▶ [TASK TO COMPLETE] Scan the listing below and copy every line holding "const".

RECORDS FOR THIS EXERCISE below:

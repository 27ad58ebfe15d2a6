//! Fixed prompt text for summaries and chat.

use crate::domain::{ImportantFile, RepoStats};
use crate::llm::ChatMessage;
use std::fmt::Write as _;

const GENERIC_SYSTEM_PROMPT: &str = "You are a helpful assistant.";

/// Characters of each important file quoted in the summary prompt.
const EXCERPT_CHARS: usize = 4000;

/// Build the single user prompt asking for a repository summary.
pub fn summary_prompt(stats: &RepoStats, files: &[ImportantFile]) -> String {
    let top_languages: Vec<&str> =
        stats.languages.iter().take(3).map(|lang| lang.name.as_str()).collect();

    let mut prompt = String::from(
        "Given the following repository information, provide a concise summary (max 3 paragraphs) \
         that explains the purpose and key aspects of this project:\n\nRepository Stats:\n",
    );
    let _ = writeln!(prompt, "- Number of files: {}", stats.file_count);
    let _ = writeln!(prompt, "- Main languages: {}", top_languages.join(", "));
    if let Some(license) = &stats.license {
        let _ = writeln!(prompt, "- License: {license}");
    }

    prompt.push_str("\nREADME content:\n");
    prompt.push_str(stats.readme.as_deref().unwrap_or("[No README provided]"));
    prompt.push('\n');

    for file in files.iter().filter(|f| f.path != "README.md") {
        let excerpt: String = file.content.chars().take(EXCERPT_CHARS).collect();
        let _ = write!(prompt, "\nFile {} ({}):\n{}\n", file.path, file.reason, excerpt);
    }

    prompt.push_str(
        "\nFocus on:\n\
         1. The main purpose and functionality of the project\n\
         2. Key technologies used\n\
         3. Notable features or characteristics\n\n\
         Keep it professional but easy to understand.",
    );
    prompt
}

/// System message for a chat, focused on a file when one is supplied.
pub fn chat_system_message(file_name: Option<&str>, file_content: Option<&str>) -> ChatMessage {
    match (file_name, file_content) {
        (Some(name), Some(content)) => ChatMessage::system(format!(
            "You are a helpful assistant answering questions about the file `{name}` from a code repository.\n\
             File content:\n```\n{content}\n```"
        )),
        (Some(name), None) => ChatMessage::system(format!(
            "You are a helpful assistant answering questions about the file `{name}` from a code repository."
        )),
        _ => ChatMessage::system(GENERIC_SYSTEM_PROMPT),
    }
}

End of RECORDS FOR THIS EXERCISE.
RECORDS FOR THIS EXERCISE below:

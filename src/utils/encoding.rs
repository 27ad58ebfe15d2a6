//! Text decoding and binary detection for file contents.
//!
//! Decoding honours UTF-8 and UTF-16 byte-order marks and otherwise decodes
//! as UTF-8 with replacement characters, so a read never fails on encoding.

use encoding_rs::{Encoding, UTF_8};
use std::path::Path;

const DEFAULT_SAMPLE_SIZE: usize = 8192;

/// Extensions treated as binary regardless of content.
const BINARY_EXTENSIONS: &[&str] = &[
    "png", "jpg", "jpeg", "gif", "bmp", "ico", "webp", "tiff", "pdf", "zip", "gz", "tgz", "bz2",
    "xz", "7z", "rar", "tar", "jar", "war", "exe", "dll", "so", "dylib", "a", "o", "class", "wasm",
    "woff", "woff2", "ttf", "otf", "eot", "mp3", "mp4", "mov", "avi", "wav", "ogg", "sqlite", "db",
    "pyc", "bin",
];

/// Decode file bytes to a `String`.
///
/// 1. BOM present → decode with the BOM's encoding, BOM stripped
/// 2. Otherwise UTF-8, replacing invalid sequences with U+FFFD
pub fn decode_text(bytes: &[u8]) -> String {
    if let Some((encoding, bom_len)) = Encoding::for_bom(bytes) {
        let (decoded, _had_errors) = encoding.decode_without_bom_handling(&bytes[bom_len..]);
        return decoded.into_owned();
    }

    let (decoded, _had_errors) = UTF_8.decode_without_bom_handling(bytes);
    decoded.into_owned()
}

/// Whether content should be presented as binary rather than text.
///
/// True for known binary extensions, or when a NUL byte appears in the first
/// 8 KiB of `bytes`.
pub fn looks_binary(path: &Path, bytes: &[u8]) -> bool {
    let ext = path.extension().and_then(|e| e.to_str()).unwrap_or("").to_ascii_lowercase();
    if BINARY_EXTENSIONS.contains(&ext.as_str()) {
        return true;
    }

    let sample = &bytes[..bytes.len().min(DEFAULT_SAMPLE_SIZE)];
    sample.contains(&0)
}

End of RECORDS FOR THIS EXERCISE.

▶ [ANSWER SPACE]
const GENERIC_SYSTEM_PROMPT: &str = "You are a helpful assistant.";
const EXCERPT_CHARS: usize = 4000;
const DEFAULT_SAMPLE_SIZE: usize = 8192;
const BINARY_EXTENSIONS: &[&str] = &[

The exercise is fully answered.